• RECORD EXCERPTS:
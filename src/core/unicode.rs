//! 유니코드 한글 음절 조합/분해와 호환용 자모 테이블

use std::ops::RangeInclusive;

/// 한글 음절 시작 코드포인트 (가)
const SYLLABLE_BASE: u32 = 0xAC00;
/// 한글 음절 마지막 코드포인트 (힣)
const SYLLABLE_LAST: u32 = 0xD7A3;

/// 초성 개수
pub const LEAD_COUNT: u32 = 19;
/// 중성 개수
pub const VOWEL_COUNT: u32 = 21;
/// 종성 개수 (종성 없음 포함)
pub const TAIL_COUNT: u32 = 28;

/// 호환용 자음 영역 (ㄱ ~ ㅎ, 겹받침 포함)
pub const CONSONANT_JAMO_RANGE: RangeInclusive<char> = 'ㄱ'..='ㅎ';

/// 초성 인덱스 순서의 호환용 자모
#[rustfmt::skip]
const LEAD_JAMO: [char; 19] = [
    'ㄱ', 'ㄲ', 'ㄴ', 'ㄷ', 'ㄸ', 'ㄹ', 'ㅁ', 'ㅂ', 'ㅃ', 'ㅅ',
    'ㅆ', 'ㅇ', 'ㅈ', 'ㅉ', 'ㅊ', 'ㅋ', 'ㅌ', 'ㅍ', 'ㅎ',
];

/// 중성 인덱스 순서의 호환용 자모
#[rustfmt::skip]
const VOWEL_JAMO: [char; 21] = [
    'ㅏ', 'ㅐ', 'ㅑ', 'ㅒ', 'ㅓ', 'ㅔ', 'ㅕ', 'ㅖ', 'ㅗ', 'ㅘ',
    'ㅙ', 'ㅚ', 'ㅛ', 'ㅜ', 'ㅝ', 'ㅞ', 'ㅟ', 'ㅠ', 'ㅡ', 'ㅢ', 'ㅣ',
];

/// 종성 인덱스 순서의 호환용 자모 (0 = 종성 없음)
#[rustfmt::skip]
const TAIL_JAMO: [Option<char>; 28] = [
    None, Some('ㄱ'), Some('ㄲ'), Some('ㄳ'), Some('ㄴ'), Some('ㄵ'), Some('ㄶ'),
    Some('ㄷ'), Some('ㄹ'), Some('ㄺ'), Some('ㄻ'), Some('ㄼ'), Some('ㄽ'), Some('ㄾ'),
    Some('ㄿ'), Some('ㅀ'), Some('ㅁ'), Some('ㅂ'), Some('ㅄ'), Some('ㅅ'), Some('ㅆ'),
    Some('ㅇ'), Some('ㅈ'), Some('ㅊ'), Some('ㅋ'), Some('ㅌ'), Some('ㅍ'), Some('ㅎ'),
];

/// 초성/중성/종성 인덱스로 완성형 음절 생성
///
/// `base + lead × 21 × 28 + vowel × 28 + tail`
/// 범위를 벗어난 인덱스는 None
pub fn compose_syllable(lead: u32, vowel: u32, tail: u32) -> Option<char> {
    if lead >= LEAD_COUNT || vowel >= VOWEL_COUNT || tail >= TAIL_COUNT {
        return None;
    }
    char::from_u32(SYLLABLE_BASE + (lead * VOWEL_COUNT + vowel) * TAIL_COUNT + tail)
}

/// 완성형 음절을 (초성, 중성, 종성) 인덱스로 분해
pub fn decompose_syllable(c: char) -> Option<(u32, u32, u32)> {
    let code = c as u32;
    if !(SYLLABLE_BASE..=SYLLABLE_LAST).contains(&code) {
        return None;
    }
    let offset = code - SYLLABLE_BASE;
    let tail = offset % TAIL_COUNT;
    let vowel = (offset / TAIL_COUNT) % VOWEL_COUNT;
    let lead = offset / (VOWEL_COUNT * TAIL_COUNT);
    Some((lead, vowel, tail))
}

/// 완성형 한글(가-힣)인지 확인
pub fn is_syllable(c: char) -> bool {
    (SYLLABLE_BASE..=SYLLABLE_LAST).contains(&(c as u32))
}

/// 호환용 자음 자모(ㄱ-ㅎ)인지 확인
pub fn is_consonant_jamo(c: char) -> bool {
    CONSONANT_JAMO_RANGE.contains(&c)
}

/// 두 중성을 복합 모음으로 조합
pub fn combine_vowels(first: u32, second: u32) -> Option<u32> {
    match (first, second) {
        (8, 0) => Some(9),    // ㅗ + ㅏ = ㅘ
        (8, 1) => Some(10),   // ㅗ + ㅐ = ㅙ
        (8, 20) => Some(11),  // ㅗ + ㅣ = ㅚ
        (13, 4) => Some(14),  // ㅜ + ㅓ = ㅝ
        (13, 5) => Some(15),  // ㅜ + ㅔ = ㅞ
        (13, 20) => Some(16), // ㅜ + ㅣ = ㅟ
        (18, 20) => Some(19), // ㅡ + ㅣ = ㅢ
        _ => None,
    }
}

/// 두 종성을 겹받침으로 조합
pub fn combine_tails(first: u32, second: u32) -> Option<u32> {
    match (first, second) {
        (1, 19) => Some(3),   // ㄱ + ㅅ = ㄳ
        (4, 22) => Some(5),   // ㄴ + ㅈ = ㄵ
        (4, 27) => Some(6),   // ㄴ + ㅎ = ㄶ
        (8, 1) => Some(9),    // ㄹ + ㄱ = ㄺ
        (8, 16) => Some(10),  // ㄹ + ㅁ = ㄻ
        (8, 17) => Some(11),  // ㄹ + ㅂ = ㄼ
        (8, 19) => Some(12),  // ㄹ + ㅅ = ㄽ
        (8, 25) => Some(13),  // ㄹ + ㅌ = ㄾ
        (8, 26) => Some(14),  // ㄹ + ㅍ = ㄿ
        (8, 27) => Some(15),  // ㄹ + ㅎ = ㅀ
        (17, 19) => Some(18), // ㅂ + ㅅ = ㅄ
        _ => None,
    }
}

/// 종성을 초성 인덱스로 변환 (초성이 될 수 없는 겹받침은 None)
pub fn tail_to_lead(tail: u32) -> Option<u32> {
    let jamo = TAIL_JAMO.get(tail as usize).copied().flatten()?;
    LEAD_JAMO.iter().position(|&c| c == jamo).map(|i| i as u32)
}

/// 초성 인덱스 -> 호환용 자모
pub fn lead_jamo(lead: u32) -> Option<char> {
    LEAD_JAMO.get(lead as usize).copied()
}

/// 중성 인덱스 -> 호환용 자모
pub fn vowel_jamo(vowel: u32) -> Option<char> {
    VOWEL_JAMO.get(vowel as usize).copied()
}

/// 종성 인덱스 -> 호환용 자모
pub fn tail_jamo(tail: u32) -> Option<char> {
    TAIL_JAMO.get(tail as usize).copied().flatten()
}
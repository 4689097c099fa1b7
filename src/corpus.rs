//! 용어 저장소
//!
//! 교정 로직은 `TermCorpus` 트레이트로만 용어 통계를 읽습니다.
//! `MemoryCorpus`는 메모리 기반 기본 구현이며 뉴스 본문에서 용어 빈도를 수집할 수 있습니다.

use std::collections::{BTreeMap, HashMap, HashSet};
use std::fs;
use std::ops::RangeInclusive;
use std::path::Path;

use parking_lot::RwLock;
use serde::{Deserialize, Serialize};

use crate::core::unicode::is_syllable;
use crate::error::{Result, SearchError};
use crate::segmenter::Segmenter;

/// 수집 대상 뉴스 카테고리
pub const INGEST_CATEGORIES: [&str; 7] = [
    "금융",
    "증권",
    "산업/재계",
    "중기/벤처",
    "글로벌 경제",
    "생활경제",
    "경제 일반",
];

/// 용어 통계
#[derive(Debug, Clone, PartialEq, Eq, Serialize, Deserialize)]
pub struct TermRecord {
    pub term: String,
    /// 빈도가 기록되지 않은 용어는 None
    #[serde(default, rename = "freq")]
    pub frequency: Option<u64>,
    #[serde(default)]
    pub categories: BTreeMap<String, u64>,
    #[serde(default)]
    pub top_category: Option<String>,
}

impl TermRecord {
    pub fn new(term: impl Into<String>, frequency: u64) -> Self {
        Self {
            term: term.into(),
            frequency: Some(frequency),
            categories: BTreeMap::new(),
            top_category: None,
        }
    }

    /// 빈도 (기록 없으면 0)
    pub fn freq(&self) -> u64 {
        self.frequency.unwrap_or(0)
    }

    /// 가장 많이 등장한 카테고리 재계산 (동률이면 사전순으로 앞선 것)
    fn refresh_top_category(&mut self) {
        self.top_category = self
            .categories
            .iter()
            .max_by(|a, b| a.1.cmp(b.1).then_with(|| b.0.cmp(a.0)))
            .map(|(cat, _)| cat.clone());
    }
}

/// 사전 필터 조건
#[derive(Debug, Clone, PartialEq)]
pub struct PrefilterQuery {
    /// 첫 글자 (대소문자 무시)
    pub first_char: char,
    /// 허용 길이 (문자 수)
    pub length_range: RangeInclusive<usize>,
    /// 최소 빈도 (빈도 기록 없는 용어는 통과)
    pub min_frequency: Option<u64>,
    /// 최대 반환 개수
    pub limit: usize,
}

impl PrefilterQuery {
    /// 레코드가 조건을 만족하는지 확인
    pub fn matches(&self, record: &TermRecord) -> bool {
        let Some(first) = record.term.chars().next() else {
            return false;
        };
        if !first.to_lowercase().eq(self.first_char.to_lowercase()) {
            return false;
        }
        if !self.length_range.contains(&record.term.chars().count()) {
            return false;
        }
        match (self.min_frequency, record.frequency) {
            (Some(min), Some(freq)) => freq >= min,
            _ => true,
        }
    }
}

/// 용어 저장소 접근 기능
pub trait TermCorpus: Send + Sync {
    /// 조건에 맞는 후보를 빈도 내림차순으로 최대 `limit`개
    fn prefilter(&self, query: &PrefilterQuery) -> Result<Vec<TermRecord>>;

    /// 정확히 일치하는 용어
    fn exact_lookup(&self, term: &str) -> Result<Option<TermRecord>>;
}

/// 메모리 기반 용어 저장소
#[derive(Debug, Default)]
pub struct MemoryCorpus {
    terms: RwLock<HashMap<String, TermRecord>>,
}

impl MemoryCorpus {
    pub fn new() -> Self {
        Self::default()
    }

    pub fn from_records(records: impl IntoIterator<Item = TermRecord>) -> Self {
        let terms = records
            .into_iter()
            .map(|r| (r.term.clone(), r))
            .collect();
        Self {
            terms: RwLock::new(terms),
        }
    }

    /// JSON 배열 파일에서 로드
    ///
    /// ```json
    /// [{"term": "삼성전자", "freq": 1200, "top_category": "증권"}]
    /// ```
    pub fn load(path: &Path) -> Result<Self> {
        let content = fs::read_to_string(path).map_err(|e| {
            SearchError::corpus_unavailable(format!("{}: {}", path.display(), e))
        })?;
        let records: Vec<TermRecord> = serde_json::from_str(&content)?;
        log::info!("용어 {}개 로드: {}", records.len(), path.display());
        Ok(Self::from_records(records))
    }

    /// JSON 배열 파일로 저장
    pub fn save(&self, path: &Path) -> Result<()> {
        let mut records: Vec<TermRecord> = self.terms.read().values().cloned().collect();
        records.sort_by(|a, b| a.term.cmp(&b.term));
        fs::write(path, serde_json::to_string_pretty(&records)?)?;
        Ok(())
    }

    pub fn len(&self) -> usize {
        self.terms.read().len()
    }

    pub fn is_empty(&self) -> bool {
        self.terms.read().is_empty()
    }

    /// 용어 하나의 빈도를 1 증가
    pub fn ingest_term(&self, term: &str, category: &str) {
        let mut terms = self.terms.write();
        let record = terms
            .entry(term.to_string())
            .or_insert_with(|| TermRecord::new(term, 0));
        record.frequency = Some(record.freq() + 1);
        *record.categories.entry(category.to_string()).or_insert(0) += 1;
        record.refresh_top_category();
    }

    /// 기사 하나에서 명사를 뽑아 빈도 누적
    ///
    /// 수집 대상 카테고리가 아니면 무시. 반환값은 누적된 명사 수
    pub fn ingest_document(
        &self,
        title: &str,
        content: &str,
        category: &str,
        segmenter: &dyn Segmenter,
        stopwords: &HashSet<String>,
    ) -> usize {
        if !INGEST_CATEGORIES.contains(&category) {
            return 0;
        }
        let text = format!("{} {}", title, content);
        let text = text.trim();
        if text.chars().count() < 2 {
            return 0;
        }

        let nouns: Vec<String> = segmenter
            .segment(text)
            .into_iter()
            .filter(|n| {
                n.chars().count() >= 2 && n.chars().all(is_syllable) && !stopwords.contains(n)
            })
            .collect();
        for noun in &nouns {
            self.ingest_term(noun, category);
        }
        nouns.len()
    }

    /// 빈도 상위 용어
    pub fn top_terms(&self, limit: usize) -> Vec<TermRecord> {
        let mut records: Vec<TermRecord> = self.terms.read().values().cloned().collect();
        records.sort_by(|a, b| b.freq().cmp(&a.freq()).then_with(|| a.term.cmp(&b.term)));
        records.truncate(limit);
        records
    }
}

impl TermCorpus for MemoryCorpus {
    fn prefilter(&self, query: &PrefilterQuery) -> Result<Vec<TermRecord>> {
        let mut matched: Vec<TermRecord> = self
            .terms
            .read()
            .values()
            .filter(|r| query.matches(r))
            .cloned()
            .collect();
        matched.sort_by(|a, b| b.freq().cmp(&a.freq()).then_with(|| a.term.cmp(&b.term)));
        matched.truncate(query.limit);
        Ok(matched)
    }

    fn exact_lookup(&self, term: &str) -> Result<Option<TermRecord>> {
        Ok(self.terms.read().get(term).cloned())
    }
}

• WORK INSTRUCTION:
Using the data above, restate word for word the lines from its opening line through the line that contains "(ㄱ ~ ㅎ, 겹받침 포함)", and no more.

• RESULT FOR THIS TASK:
filename src/core/unicode.rs
//! 유니코드 한글 음절 조합/분해와 호환용 자모 테이블

use std::ops::RangeInclusive;

/// 한글 음절 시작 코드포인트 (가)
const SYLLABLE_BASE: u32 = 0xAC00;
/// 한글 음절 마지막 코드포인트 (힣)
const SYLLABLE_LAST: u32 = 0xD7A3;

/// 초성 개수
pub const LEAD_COUNT: u32 = 19;
/// 중성 개수
pub const VOWEL_COUNT: u32 = 21;
/// 종성 개수 (종성 없음 포함)
pub const TAIL_COUNT: u32 = 28;

/// 호환용 자음 영역 (ㄱ ~ ㅎ, 겹받침 포함)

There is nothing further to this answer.